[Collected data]
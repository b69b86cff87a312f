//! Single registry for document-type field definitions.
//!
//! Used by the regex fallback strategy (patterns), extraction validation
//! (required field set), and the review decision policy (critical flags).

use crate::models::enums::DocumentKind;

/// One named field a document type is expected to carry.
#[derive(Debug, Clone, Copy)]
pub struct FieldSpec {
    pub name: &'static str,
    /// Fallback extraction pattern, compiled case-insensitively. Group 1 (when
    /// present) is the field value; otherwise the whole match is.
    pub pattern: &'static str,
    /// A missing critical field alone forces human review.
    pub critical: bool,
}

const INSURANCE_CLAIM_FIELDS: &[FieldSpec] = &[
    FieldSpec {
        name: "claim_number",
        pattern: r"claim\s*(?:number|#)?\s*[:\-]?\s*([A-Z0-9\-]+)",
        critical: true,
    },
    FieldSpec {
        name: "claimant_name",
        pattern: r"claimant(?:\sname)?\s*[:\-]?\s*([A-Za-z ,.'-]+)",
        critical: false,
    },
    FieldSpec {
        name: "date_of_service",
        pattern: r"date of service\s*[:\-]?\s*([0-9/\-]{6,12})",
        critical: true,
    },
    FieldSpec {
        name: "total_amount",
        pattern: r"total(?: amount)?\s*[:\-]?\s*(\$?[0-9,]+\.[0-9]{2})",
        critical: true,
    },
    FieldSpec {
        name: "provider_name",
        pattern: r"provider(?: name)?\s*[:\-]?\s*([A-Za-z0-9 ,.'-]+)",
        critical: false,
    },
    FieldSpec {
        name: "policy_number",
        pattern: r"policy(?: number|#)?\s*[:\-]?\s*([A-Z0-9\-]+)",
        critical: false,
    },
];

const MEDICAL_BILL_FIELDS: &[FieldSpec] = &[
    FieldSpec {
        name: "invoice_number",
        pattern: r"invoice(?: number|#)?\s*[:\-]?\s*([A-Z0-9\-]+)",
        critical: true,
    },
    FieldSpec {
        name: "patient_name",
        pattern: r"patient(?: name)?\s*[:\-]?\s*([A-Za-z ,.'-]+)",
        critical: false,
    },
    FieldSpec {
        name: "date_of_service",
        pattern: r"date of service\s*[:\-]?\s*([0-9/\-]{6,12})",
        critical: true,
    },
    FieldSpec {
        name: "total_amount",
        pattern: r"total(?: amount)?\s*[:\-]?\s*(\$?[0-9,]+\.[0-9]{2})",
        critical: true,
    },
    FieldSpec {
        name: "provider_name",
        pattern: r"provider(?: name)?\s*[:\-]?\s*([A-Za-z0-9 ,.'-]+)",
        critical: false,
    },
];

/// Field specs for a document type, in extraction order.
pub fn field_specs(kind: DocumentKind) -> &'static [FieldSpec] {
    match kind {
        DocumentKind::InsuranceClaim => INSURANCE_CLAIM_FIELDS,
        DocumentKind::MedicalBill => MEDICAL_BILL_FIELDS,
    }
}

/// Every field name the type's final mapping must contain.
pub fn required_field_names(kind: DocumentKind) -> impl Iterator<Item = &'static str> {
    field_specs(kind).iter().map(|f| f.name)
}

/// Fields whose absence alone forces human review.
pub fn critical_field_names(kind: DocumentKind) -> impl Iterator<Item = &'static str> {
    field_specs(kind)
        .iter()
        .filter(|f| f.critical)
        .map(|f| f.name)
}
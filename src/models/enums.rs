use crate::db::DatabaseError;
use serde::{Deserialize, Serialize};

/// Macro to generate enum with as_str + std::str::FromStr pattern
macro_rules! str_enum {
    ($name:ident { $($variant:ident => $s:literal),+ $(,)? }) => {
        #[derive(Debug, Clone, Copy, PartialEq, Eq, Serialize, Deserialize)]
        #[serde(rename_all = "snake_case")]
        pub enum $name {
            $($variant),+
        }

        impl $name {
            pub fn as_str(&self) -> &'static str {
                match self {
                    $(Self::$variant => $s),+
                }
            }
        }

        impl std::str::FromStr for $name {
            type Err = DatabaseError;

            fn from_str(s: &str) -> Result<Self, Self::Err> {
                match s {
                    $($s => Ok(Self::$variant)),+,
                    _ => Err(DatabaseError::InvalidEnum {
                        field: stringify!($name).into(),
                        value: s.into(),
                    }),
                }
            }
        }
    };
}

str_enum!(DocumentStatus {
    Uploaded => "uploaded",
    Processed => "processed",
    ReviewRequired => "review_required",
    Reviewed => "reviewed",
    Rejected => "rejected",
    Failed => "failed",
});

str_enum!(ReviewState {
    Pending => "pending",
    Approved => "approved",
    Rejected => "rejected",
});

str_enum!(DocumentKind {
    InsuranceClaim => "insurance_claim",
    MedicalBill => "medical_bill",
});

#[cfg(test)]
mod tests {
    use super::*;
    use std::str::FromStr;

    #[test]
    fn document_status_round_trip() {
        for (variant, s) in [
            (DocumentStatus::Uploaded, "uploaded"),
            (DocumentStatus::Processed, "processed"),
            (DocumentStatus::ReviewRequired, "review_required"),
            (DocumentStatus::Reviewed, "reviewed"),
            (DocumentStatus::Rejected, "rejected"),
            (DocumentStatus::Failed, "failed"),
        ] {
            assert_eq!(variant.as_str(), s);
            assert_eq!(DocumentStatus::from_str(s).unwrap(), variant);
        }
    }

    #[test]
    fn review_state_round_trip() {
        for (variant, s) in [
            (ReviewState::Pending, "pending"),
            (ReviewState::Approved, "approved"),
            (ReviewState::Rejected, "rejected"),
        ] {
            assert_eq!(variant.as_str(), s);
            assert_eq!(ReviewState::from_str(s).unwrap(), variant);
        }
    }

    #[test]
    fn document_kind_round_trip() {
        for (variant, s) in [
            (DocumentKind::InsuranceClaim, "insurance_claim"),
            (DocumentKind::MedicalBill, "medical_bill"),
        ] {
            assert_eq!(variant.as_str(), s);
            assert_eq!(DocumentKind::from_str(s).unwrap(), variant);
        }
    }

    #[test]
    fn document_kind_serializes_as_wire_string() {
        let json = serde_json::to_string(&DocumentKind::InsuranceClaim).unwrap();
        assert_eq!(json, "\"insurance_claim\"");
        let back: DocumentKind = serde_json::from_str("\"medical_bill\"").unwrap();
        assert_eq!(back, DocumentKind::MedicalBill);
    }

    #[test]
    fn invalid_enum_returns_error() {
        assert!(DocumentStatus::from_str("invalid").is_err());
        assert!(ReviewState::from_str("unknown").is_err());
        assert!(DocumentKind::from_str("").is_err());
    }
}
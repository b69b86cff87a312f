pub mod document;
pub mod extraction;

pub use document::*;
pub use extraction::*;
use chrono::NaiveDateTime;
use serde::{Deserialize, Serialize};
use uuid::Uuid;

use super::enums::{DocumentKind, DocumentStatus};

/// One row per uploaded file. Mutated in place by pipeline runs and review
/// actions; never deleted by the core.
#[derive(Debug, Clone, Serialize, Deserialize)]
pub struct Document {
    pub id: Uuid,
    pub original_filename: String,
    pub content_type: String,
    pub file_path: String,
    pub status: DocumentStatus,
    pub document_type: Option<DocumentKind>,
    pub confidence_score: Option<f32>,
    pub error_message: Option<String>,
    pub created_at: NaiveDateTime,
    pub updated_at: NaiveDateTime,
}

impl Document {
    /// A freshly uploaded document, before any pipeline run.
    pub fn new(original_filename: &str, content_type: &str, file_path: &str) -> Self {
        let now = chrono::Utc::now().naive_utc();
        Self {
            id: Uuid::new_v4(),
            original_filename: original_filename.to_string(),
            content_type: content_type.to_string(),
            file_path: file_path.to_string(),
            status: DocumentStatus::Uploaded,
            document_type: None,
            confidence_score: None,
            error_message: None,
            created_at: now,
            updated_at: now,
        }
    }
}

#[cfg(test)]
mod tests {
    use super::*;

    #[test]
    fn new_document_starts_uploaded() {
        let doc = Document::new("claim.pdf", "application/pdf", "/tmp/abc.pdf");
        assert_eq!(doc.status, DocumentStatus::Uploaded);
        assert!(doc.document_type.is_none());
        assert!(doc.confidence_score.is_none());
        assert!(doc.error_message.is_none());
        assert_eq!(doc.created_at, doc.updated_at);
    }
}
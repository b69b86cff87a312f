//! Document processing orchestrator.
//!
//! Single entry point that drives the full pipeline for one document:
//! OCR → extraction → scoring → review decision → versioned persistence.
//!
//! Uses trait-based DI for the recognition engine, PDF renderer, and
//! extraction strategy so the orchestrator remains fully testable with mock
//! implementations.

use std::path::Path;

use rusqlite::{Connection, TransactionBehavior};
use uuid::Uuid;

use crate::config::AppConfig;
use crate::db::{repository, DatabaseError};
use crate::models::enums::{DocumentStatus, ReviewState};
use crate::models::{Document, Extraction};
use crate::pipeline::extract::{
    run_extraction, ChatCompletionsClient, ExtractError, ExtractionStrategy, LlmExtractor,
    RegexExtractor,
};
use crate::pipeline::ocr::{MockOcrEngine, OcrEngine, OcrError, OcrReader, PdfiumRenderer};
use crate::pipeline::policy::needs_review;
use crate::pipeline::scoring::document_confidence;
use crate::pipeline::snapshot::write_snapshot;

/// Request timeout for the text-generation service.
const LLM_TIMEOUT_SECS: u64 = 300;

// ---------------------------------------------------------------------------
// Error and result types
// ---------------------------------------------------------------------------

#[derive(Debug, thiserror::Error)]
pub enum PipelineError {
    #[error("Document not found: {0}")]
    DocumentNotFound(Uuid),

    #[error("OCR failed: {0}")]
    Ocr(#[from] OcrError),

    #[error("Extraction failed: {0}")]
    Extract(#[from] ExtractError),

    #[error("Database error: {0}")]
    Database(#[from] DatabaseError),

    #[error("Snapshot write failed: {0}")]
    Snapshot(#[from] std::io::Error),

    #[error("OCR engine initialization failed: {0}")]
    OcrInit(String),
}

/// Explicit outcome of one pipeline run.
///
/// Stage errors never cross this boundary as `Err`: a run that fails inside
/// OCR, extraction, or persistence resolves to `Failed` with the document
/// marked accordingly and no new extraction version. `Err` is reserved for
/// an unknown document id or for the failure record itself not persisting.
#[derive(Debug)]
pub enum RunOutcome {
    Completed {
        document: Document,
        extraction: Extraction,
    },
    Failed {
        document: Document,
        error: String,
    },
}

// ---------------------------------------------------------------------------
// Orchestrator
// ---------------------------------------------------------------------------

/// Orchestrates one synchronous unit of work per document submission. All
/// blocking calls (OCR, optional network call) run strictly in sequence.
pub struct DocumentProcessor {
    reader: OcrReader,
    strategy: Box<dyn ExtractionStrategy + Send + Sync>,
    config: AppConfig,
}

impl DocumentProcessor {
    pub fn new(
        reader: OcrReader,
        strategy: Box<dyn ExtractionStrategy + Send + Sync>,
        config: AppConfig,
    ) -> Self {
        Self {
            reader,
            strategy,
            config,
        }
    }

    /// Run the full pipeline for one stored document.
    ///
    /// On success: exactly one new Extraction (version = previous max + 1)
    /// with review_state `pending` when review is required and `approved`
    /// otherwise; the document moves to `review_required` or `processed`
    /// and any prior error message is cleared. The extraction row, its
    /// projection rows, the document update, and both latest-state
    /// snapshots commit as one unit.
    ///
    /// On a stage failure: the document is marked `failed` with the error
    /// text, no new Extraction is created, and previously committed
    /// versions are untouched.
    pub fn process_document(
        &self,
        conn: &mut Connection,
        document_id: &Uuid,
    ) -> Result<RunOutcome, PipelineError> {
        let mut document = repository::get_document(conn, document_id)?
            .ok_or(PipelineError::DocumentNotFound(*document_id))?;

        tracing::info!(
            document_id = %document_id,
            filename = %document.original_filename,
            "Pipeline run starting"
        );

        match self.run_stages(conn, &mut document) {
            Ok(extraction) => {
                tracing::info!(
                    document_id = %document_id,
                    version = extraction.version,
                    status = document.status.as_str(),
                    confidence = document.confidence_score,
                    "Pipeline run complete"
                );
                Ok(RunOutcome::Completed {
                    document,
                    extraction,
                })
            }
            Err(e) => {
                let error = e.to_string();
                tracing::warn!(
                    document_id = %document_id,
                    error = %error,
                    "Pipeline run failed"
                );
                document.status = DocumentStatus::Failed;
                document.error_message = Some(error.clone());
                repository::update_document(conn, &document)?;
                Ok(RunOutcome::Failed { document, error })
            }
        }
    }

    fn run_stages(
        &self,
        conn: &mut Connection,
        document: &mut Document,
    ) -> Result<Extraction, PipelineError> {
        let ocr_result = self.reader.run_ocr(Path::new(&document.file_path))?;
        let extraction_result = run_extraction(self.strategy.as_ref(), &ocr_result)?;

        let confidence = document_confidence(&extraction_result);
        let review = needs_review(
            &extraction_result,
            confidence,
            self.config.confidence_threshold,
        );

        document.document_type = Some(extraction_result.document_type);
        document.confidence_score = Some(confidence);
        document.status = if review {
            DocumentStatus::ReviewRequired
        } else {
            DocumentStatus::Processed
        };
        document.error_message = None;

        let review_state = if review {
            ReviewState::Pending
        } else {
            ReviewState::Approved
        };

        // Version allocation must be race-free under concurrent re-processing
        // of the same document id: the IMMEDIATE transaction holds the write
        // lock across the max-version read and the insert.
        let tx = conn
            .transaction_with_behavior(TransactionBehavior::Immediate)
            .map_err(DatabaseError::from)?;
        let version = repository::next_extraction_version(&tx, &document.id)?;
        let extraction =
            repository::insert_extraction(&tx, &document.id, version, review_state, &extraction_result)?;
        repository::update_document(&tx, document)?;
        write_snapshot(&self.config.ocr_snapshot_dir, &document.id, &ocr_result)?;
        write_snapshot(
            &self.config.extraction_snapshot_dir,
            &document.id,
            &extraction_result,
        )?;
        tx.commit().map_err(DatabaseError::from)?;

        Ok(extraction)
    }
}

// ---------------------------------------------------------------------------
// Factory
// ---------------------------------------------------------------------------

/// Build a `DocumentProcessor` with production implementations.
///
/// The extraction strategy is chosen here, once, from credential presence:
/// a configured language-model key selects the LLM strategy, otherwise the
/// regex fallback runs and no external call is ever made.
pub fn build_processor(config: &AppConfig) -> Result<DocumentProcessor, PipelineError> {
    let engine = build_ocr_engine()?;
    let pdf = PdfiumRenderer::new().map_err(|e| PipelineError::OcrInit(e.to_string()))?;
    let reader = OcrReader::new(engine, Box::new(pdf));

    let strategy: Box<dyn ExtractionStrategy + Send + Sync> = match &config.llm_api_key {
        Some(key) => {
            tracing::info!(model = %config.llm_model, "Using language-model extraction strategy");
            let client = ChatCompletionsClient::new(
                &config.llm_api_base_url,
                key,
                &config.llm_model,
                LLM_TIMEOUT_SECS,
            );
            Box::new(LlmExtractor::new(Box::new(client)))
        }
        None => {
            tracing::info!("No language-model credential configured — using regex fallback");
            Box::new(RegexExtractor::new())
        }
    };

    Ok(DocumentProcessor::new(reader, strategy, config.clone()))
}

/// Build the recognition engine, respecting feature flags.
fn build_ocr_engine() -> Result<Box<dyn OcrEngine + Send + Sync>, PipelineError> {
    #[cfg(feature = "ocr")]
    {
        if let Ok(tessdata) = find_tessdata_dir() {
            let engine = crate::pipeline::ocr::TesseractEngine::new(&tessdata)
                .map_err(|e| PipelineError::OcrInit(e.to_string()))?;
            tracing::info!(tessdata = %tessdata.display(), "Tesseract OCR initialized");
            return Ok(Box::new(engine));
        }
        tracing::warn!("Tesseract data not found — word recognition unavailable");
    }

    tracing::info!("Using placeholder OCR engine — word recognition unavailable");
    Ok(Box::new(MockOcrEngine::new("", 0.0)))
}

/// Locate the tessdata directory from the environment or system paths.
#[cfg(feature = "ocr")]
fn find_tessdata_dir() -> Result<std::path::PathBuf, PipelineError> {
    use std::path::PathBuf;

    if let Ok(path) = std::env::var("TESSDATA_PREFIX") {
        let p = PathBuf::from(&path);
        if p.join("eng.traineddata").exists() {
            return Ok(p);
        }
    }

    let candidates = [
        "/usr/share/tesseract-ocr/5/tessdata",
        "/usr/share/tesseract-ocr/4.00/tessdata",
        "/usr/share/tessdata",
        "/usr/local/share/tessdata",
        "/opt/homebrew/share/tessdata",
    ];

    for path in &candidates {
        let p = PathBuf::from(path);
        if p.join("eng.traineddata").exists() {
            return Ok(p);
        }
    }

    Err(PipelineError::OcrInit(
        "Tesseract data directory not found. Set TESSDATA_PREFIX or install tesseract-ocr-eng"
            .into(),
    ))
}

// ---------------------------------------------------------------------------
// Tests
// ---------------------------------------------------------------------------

→ What the task requires:
For the records above, state the count of lines where "decision" appears, without any other text.

→ Answer below:
2